Dataset entries:
━━━━━━━━━━━━━━━━

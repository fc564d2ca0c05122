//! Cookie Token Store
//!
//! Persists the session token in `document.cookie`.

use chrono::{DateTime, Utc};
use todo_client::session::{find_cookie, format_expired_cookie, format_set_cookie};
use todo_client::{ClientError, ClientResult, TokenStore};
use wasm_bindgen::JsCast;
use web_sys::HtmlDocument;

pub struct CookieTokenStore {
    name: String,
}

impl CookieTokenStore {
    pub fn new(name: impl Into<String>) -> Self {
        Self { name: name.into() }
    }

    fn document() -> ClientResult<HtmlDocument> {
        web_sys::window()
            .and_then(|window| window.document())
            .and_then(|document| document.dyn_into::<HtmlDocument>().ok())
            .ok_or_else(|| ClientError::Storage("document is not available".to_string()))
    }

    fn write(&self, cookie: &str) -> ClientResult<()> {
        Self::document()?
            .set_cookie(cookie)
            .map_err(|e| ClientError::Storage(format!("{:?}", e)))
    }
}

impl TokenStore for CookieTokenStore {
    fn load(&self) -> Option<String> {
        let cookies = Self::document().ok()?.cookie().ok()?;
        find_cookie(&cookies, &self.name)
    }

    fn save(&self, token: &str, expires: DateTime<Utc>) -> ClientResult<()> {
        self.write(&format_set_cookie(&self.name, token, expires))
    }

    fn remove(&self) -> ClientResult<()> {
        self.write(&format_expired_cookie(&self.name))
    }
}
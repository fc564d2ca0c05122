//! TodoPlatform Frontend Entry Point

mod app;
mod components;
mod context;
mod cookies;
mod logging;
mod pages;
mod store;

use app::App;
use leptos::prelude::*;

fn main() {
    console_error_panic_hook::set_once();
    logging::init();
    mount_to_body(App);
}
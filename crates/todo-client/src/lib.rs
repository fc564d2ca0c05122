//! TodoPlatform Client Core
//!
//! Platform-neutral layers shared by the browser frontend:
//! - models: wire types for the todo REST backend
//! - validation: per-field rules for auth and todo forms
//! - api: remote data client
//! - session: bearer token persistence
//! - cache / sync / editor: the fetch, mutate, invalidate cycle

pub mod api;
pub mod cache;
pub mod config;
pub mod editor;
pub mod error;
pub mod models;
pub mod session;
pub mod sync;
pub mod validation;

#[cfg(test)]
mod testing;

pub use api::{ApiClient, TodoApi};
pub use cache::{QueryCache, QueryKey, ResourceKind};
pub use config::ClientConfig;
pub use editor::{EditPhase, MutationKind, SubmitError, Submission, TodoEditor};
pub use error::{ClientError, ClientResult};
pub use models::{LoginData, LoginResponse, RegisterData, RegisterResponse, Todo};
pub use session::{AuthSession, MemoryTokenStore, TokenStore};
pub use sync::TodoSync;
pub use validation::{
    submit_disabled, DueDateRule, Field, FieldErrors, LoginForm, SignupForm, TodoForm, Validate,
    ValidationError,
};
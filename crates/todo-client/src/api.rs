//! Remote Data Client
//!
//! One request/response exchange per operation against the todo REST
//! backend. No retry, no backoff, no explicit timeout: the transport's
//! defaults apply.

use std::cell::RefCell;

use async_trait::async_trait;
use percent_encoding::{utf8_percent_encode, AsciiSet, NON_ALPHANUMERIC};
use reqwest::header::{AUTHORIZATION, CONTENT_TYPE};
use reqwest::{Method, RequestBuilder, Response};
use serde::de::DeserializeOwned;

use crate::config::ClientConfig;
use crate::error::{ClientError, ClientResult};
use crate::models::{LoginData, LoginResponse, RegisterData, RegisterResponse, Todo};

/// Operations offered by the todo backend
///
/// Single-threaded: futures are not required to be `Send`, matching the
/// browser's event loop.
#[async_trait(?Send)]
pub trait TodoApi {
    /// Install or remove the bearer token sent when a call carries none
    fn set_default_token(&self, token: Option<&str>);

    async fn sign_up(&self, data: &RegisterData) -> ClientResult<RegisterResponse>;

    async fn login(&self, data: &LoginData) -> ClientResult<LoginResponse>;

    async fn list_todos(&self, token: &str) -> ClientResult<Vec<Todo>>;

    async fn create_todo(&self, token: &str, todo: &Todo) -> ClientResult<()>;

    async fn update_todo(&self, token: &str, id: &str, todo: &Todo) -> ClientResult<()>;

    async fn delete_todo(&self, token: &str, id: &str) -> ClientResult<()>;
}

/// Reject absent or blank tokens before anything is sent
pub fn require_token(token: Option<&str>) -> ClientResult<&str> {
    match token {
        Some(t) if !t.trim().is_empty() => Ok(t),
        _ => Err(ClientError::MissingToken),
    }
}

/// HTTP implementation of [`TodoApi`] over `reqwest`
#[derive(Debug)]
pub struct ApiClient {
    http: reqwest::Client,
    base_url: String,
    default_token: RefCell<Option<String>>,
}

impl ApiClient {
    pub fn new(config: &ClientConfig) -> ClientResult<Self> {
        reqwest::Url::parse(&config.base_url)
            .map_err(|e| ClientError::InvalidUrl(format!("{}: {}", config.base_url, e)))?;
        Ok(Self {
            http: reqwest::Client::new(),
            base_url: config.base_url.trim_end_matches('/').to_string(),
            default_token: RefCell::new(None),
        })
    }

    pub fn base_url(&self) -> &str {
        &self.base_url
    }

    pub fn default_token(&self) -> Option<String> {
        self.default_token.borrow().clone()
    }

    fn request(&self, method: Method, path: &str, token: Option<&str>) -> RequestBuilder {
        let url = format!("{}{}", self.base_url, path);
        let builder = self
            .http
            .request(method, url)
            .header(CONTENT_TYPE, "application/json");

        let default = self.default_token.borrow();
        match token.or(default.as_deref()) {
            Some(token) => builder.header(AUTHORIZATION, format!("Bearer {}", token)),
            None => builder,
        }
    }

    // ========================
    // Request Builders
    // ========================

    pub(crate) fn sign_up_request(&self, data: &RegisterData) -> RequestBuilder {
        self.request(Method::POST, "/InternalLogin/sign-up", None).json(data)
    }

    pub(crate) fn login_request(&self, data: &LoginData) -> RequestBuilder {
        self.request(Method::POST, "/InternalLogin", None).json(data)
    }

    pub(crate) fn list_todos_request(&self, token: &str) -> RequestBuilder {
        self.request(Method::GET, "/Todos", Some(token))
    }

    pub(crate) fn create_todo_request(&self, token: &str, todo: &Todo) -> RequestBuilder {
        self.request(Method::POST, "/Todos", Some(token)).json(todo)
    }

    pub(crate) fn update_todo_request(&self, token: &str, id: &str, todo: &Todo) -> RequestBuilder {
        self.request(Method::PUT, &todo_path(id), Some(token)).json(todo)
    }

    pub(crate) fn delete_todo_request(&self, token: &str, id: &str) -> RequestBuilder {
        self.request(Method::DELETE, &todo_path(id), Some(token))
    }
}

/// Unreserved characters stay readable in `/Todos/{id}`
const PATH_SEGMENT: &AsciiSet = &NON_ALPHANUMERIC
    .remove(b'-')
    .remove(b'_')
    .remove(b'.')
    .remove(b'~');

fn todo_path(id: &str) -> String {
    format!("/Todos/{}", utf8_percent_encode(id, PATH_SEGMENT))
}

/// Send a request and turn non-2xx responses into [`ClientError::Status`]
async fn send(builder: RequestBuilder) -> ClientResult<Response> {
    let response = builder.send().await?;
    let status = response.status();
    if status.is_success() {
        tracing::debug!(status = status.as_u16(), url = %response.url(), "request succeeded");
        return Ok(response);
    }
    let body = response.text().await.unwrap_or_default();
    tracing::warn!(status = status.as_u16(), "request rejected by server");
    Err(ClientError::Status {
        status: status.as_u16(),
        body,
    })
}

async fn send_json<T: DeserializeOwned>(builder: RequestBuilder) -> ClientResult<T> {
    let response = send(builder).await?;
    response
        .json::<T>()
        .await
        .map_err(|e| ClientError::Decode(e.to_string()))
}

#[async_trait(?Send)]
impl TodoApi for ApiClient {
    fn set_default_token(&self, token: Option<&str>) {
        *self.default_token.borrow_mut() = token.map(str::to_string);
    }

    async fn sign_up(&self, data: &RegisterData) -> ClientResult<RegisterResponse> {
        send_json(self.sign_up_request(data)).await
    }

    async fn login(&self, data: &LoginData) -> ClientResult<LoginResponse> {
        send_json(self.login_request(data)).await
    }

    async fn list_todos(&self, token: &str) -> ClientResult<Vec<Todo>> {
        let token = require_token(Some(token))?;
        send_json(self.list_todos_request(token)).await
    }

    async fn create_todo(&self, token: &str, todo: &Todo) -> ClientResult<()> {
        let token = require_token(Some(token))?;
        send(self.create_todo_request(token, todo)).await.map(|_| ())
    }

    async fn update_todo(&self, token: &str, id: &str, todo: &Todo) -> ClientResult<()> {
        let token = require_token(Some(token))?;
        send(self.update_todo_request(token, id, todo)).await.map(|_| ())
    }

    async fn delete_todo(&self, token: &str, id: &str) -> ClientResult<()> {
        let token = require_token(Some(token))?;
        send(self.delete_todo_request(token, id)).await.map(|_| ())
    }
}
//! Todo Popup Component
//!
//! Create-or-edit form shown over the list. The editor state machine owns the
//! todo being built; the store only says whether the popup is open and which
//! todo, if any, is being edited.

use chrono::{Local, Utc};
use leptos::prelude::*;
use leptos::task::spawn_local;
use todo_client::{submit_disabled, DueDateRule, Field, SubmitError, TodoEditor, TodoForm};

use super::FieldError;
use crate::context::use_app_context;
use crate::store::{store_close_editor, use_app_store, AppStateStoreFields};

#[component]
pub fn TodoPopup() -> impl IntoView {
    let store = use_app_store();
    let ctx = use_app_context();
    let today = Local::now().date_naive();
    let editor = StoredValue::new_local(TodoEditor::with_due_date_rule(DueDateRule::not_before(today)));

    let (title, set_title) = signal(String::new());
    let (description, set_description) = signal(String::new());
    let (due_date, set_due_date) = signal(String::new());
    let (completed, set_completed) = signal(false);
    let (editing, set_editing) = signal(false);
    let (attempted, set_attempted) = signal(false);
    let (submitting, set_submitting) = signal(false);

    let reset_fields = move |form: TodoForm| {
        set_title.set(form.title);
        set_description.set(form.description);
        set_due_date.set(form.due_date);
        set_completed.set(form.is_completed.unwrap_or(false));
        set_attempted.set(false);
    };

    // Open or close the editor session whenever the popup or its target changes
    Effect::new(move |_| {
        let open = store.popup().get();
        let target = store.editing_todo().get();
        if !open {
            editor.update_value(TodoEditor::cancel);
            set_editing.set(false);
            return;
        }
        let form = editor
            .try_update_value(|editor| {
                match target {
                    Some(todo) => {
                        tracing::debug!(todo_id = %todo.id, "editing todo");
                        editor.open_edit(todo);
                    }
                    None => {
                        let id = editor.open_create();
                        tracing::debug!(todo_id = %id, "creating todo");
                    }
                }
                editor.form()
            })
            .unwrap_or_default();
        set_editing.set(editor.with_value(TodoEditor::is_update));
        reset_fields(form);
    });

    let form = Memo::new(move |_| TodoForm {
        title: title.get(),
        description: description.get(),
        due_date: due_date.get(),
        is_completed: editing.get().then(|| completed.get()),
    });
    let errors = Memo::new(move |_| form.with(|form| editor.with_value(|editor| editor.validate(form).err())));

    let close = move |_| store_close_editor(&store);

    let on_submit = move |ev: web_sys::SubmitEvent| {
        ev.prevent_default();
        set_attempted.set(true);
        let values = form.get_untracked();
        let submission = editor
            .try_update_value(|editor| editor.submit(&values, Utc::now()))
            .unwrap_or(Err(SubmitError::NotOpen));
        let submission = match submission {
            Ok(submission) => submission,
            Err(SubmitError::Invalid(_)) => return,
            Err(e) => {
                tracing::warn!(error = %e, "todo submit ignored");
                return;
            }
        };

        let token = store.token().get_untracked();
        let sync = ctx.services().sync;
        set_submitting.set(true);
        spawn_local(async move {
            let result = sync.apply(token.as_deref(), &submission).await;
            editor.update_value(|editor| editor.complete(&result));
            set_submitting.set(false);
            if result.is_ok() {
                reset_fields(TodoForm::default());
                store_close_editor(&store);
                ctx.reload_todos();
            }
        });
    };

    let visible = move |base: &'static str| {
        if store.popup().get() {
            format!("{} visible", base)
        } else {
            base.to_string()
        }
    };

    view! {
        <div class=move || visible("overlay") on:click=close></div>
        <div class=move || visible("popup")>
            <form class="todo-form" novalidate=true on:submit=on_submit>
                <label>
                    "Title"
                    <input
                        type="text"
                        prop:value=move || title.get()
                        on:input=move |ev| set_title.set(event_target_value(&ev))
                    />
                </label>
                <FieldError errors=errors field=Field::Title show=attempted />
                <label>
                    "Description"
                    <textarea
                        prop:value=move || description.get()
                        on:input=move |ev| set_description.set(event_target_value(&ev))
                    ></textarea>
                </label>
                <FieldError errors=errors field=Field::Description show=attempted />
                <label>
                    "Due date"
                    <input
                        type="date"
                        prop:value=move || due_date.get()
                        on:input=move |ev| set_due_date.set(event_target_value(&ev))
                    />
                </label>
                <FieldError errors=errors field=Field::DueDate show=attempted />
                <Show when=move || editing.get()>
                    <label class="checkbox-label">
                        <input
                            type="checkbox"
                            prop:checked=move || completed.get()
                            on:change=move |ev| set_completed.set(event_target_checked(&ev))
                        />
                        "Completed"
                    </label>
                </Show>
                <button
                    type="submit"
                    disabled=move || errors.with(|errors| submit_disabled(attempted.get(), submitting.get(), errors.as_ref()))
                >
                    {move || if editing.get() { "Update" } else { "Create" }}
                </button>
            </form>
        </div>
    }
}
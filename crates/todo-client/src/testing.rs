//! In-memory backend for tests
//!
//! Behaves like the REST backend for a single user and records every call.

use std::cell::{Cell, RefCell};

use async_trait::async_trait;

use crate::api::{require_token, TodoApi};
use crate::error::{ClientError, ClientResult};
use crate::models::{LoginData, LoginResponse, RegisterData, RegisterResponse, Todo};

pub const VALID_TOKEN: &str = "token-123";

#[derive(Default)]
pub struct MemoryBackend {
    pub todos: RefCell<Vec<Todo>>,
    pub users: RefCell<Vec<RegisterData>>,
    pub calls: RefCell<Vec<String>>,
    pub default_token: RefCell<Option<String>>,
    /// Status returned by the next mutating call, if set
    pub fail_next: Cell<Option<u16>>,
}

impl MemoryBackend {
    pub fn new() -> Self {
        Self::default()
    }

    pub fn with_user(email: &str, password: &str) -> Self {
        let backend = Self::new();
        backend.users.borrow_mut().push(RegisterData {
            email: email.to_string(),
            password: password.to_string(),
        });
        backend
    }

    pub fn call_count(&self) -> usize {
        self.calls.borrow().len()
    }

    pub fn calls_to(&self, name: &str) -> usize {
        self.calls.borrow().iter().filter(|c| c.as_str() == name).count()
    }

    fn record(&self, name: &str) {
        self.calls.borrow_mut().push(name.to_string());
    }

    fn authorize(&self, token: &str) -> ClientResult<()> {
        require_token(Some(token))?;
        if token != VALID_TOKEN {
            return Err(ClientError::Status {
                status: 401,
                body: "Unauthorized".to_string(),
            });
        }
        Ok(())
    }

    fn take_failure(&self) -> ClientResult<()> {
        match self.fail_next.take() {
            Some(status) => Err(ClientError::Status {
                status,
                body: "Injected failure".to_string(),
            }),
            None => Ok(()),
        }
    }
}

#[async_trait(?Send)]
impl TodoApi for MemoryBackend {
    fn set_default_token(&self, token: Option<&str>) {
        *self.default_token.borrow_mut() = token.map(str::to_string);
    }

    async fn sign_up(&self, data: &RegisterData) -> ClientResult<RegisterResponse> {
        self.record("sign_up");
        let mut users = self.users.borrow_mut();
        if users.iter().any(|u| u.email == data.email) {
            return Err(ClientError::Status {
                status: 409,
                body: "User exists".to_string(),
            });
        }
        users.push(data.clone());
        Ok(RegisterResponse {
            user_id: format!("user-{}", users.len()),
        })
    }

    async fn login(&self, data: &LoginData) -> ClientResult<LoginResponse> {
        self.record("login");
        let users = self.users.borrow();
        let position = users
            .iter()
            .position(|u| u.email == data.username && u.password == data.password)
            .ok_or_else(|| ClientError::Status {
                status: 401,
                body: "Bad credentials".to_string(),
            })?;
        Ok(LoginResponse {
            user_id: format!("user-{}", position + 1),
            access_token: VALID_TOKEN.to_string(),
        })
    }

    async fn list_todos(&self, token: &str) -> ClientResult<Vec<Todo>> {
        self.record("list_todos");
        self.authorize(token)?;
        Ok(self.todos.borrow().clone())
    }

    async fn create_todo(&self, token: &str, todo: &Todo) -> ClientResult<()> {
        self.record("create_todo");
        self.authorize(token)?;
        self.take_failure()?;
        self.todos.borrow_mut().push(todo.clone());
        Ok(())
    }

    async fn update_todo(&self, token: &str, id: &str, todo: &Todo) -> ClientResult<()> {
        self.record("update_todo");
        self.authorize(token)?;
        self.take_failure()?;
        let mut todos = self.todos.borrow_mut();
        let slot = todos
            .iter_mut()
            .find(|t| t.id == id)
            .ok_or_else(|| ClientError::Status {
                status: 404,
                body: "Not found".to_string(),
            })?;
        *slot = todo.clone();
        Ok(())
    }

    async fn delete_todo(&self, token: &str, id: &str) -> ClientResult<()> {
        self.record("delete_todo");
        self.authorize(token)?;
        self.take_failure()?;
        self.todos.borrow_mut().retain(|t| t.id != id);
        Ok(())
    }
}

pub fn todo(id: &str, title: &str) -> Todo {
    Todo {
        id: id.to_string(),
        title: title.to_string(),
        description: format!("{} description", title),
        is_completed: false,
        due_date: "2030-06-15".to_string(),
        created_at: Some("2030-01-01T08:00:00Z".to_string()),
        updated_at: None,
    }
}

━━━━━━━━━━━━━━━━

§ TASK TO COMPLETE:
If a line in the records above has the word "clone", copy it.

§ ANSWER FOR THE TASK:
        self.default_token.borrow().clone()
        users.push(data.clone());
        Ok(self.todos.borrow().clone())
        self.todos.borrow_mut().push(todo.clone());
        *slot = todo.clone();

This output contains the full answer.